Kök hücre hakkında da bilgiler veren Prof. Dr. Büyükafşar, kök hücreleri canlı vücudunda uzun süre bölünebilen, kendini yenileyen ve aynı zamanda vücudun ihtiyacına göre farklılaşarak, istenilen dokulara dönüşebilen hücreler olarak tanımladı. Kök hücrelerin sahip oldukları potansiyel dolayısıyla pek çok hastalığın tedavisinde umut ışığı olduğunu vurgulayan Büyükafşar, kök hücre araştırmalarının kendini yenileme yeteneği zayıf olan doku ve organ hastalıklarının tedavisi ile doku ve organ nakli için kaynak yaratmayı hedeflediğini kaydetti. Kök hücre uygulamaları sonucunda inme, Alzheimer, kalp yetmezliği, diyabet ve kanser gibi tedavisi pek de mümkün olmayan birçok hastalığın tedavi edilebilir hale gelebileceğini söyleyen Büyükafşar, kök hücrelerin temel ve klinik araştırmalar alanlarında kullanıldığını ifade etti.

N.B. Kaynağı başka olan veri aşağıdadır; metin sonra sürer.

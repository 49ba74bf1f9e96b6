use std::cmp::Ordering;

use serde::{Deserialize, Serialize};
use serde_json::Value;

/// A normalized job posting.
///
/// Text fields are trimmed and salary bounds are never negative. When a
/// posting names only one bound, the other one is filled with the same value
/// so the posting reports a flat figure. Equality and ordering compare the
/// [`average_salary`](Vacancy::average_salary) only.
#[derive(Debug, Clone)]
pub struct Vacancy {
    title: String,
    url: String,
    description: String,
    employer: Option<String>,
    salary_from: u64,
    salary_to: u64,
    currency: Option<String>,
    raw: Option<Value>,
}

/// On-disk shape of a [`Vacancy`]. The source payload is never persisted.
#[derive(Debug, Clone, PartialEq, Eq, Serialize, Deserialize)]
pub struct PersistedVacancy {
    pub title: String,
    pub url: String,
    pub description: String,
    pub employer: Option<String>,
    pub salary_from: u64,
    pub salary_to: u64,
    pub currency: Option<String>,
}

impl Vacancy {
    pub fn new(
        title: impl Into<String>,
        url: impl Into<String>,
        description: impl Into<String>,
    ) -> Self {
        Self {
            title: trimmed(title.into()),
            url: trimmed(url.into()),
            description: trimmed(description.into()),
            employer: None,
            salary_from: 0,
            salary_to: 0,
            currency: None,
            raw: None,
        }
    }

    pub fn with_employer(mut self, employer: impl Into<String>) -> Self {
        self.employer = Some(employer.into());
        self
    }

    pub fn with_currency(mut self, currency: impl Into<String>) -> Self {
        self.currency = Some(currency.into());
        self
    }

    pub fn with_raw(mut self, raw: Value) -> Self {
        self.raw = Some(raw);
        self
    }

    /// Sets both salary bounds. Missing or negative bounds become zero.
    pub fn with_salary(mut self, salary_from: Option<i64>, salary_to: Option<i64>) -> Self {
        let (from, to) = normalize_bounds(
            clamp_salary(salary_from.unwrap_or(0)),
            clamp_salary(salary_to.unwrap_or(0)),
        );
        self.salary_from = from;
        self.salary_to = to;
        self
    }

    pub fn title(&self) -> &str {
        &self.title
    }

    pub fn url(&self) -> &str {
        &self.url
    }

    pub fn description(&self) -> &str {
        &self.description
    }

    pub fn employer(&self) -> Option<&str> {
        self.employer.as_deref()
    }

    pub fn salary_from(&self) -> u64 {
        self.salary_from
    }

    pub fn salary_to(&self) -> u64 {
        self.salary_to
    }

    pub fn currency(&self) -> Option<&str> {
        self.currency.as_deref()
    }

    pub fn raw(&self) -> Option<&Value> {
        self.raw.as_ref()
    }

    pub fn average_salary(&self) -> f64 {
        match (self.salary_from, self.salary_to) {
            (0, 0) => 0.0,
            (from, 0) => from as f64,
            (0, to) => to as f64,
            (from, to) => (from as f64 + to as f64) / 2.0,
        }
    }

    pub fn to_persisted_form(&self) -> PersistedVacancy {
        PersistedVacancy {
            title: self.title.clone(),
            url: self.url.clone(),
            description: self.description.clone(),
            employer: self.employer.clone(),
            salary_from: self.salary_from,
            salary_to: self.salary_to,
            currency: self.currency.clone(),
        }
    }

    /// Builds a record from one hh.ru listing item. Missing or mistyped
    /// fields fall back to their defaults; the item itself is kept as `raw`.
    pub fn from_source_item(item: &Value) -> Self {
        let url = match text_field(item, "alternate_url") {
            url if url.is_empty() => text_field(item, "url"),
            url => url,
        };

        let employer = item
            .get("employer")
            .and_then(|employer| employer.get("name"))
            .and_then(Value::as_str)
            .map(str::to_string);

        let description = match item.get("snippet") {
            Some(snippet) => match text_field(snippet, "requirement") {
                requirement if requirement.is_empty() => text_field(snippet, "responsibility"),
                requirement => requirement,
            },
            None => String::new(),
        };

        let (salary_from, salary_to, currency) = match item.get("salary") {
            Some(salary) if salary.is_object() => (
                salary_field(salary, "from"),
                salary_field(salary, "to"),
                optional_text_field(salary, "currency"),
            ),
            _ => (0, 0, None),
        };

        let (salary_from, salary_to) = normalize_bounds(salary_from, salary_to);

        Self {
            title: text_field(item, "name"),
            url,
            description,
            employer,
            salary_from,
            salary_to,
            currency,
            raw: Some(item.clone()),
        }
    }

    pub fn from_source_items(items: &[Value]) -> Vec<Self> {
        items.iter().map(Self::from_source_item).collect()
    }

    /// Rebuilds a record from a stored entry, reading only the persisted keys.
    pub fn from_persisted_entry(entry: &Value) -> Self {
        let (salary_from, salary_to) = normalize_bounds(
            salary_field(entry, "salary_from"),
            salary_field(entry, "salary_to"),
        );

        Self {
            title: text_field(entry, "title"),
            url: text_field(entry, "url"),
            description: text_field(entry, "description"),
            employer: optional_text_field(entry, "employer"),
            salary_from,
            salary_to,
            currency: optional_text_field(entry, "currency"),
            raw: None,
        }
    }
}

impl From<PersistedVacancy> for Vacancy {
    fn from(value: PersistedVacancy) -> Self {
        let (salary_from, salary_to) = normalize_bounds(value.salary_from, value.salary_to);
        Self {
            title: trimmed(value.title),
            url: trimmed(value.url),
            description: trimmed(value.description),
            employer: value.employer,
            salary_from,
            salary_to,
            currency: value.currency,
            raw: None,
        }
    }
}

impl PartialEq for Vacancy {
    fn eq(&self, other: &Self) -> bool {
        self.cmp(other) == Ordering::Equal
    }
}

impl Eq for Vacancy {}

impl PartialOrd for Vacancy {
    fn partial_cmp(&self, other: &Self) -> Option<Ordering> {
        Some(self.cmp(other))
    }
}

impl Ord for Vacancy {
    fn cmp(&self, other: &Self) -> Ordering {
        self.average_salary().total_cmp(&other.average_salary())
    }
}

fn trimmed(value: String) -> String {
    value.trim().to_string()
}

fn clamp_salary(value: i64) -> u64 {
    u64::try_from(value).unwrap_or(0)
}

fn normalize_bounds(from: u64, to: u64) -> (u64, u64) {
    match (from, to) {
        (0, to) if to > 0 => (to, to),
        (from, 0) if from > 0 => (from, from),
        bounds => bounds,
    }
}

fn text_field(value: &Value, key: &str) -> String {
    value
        .get(key)
        .and_then(Value::as_str)
        .map(|text| text.trim().to_string())
        .unwrap_or_default()
}

fn optional_text_field(value: &Value, key: &str) -> Option<String> {
    value.get(key).and_then(Value::as_str).map(str::to_string)
}

fn salary_field(value: &Value, key: &str) -> u64 {
    value.get(key).map(coerce_salary).unwrap_or(0)
}

/// Integers pass through, floats truncate, numeric strings parse; anything
/// else is zero. Negative results clamp to zero.
fn coerce_salary(value: &Value) -> u64 {
    match value {
        Value::Number(number) => {
            if let Some(unsigned) = number.as_u64() {
                unsigned
            } else if let Some(signed) = number.as_i64() {
                clamp_salary(signed)
            } else {
                number.as_f64().map(float_salary).unwrap_or(0)
            }
        }
        Value::String(text) => {
            let text = text.trim();
            if let Ok(signed) = text.parse::<i64>() {
                clamp_salary(signed)
            } else {
                text.parse::<f64>().map(float_salary).unwrap_or(0)
            }
        }
        _ => 0,
    }
}

fn float_salary(value: f64) -> u64 {
    if value.is_finite() && value > 0.0 {
        value.trunc() as u64
    } else {
        0
    }
}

Araştırma Grubu Başkanı Prof. Dr. Ünal da kök hücrelerin klinikteki kullanım alanlarını anlatarak, kök hücreleri, Mezenkimal Kök Hücreler (MKH) bağlamında ele aldı. Ünal, “MKH immünosüpresif etkiye sahip hücrelerdir. Bu hücreler biyoaktif moleküller salgılıyorlar ve bu sayede farklı dokularda farklı işlevsel görevler yapabiliyorlar. En önemli özelliği de hangi dokuya gönderilirse o dokunun hücrelerine dönüşerek, o dokuda tamir görevini üstleniyor olmaları” dedi.
MERKÖK laboratuvar sorumlusu Yrd. Doç. Dr. Özçimen ise MERKÖK’ün Kök Hücre Hazırlık, Flow Cytometry ve Doku Kültürü olmak üzere üç laboratuvara sahip olduğu bilgisini vererek, bu laboratuvarlarda yürütülen çalışmaları anlattı.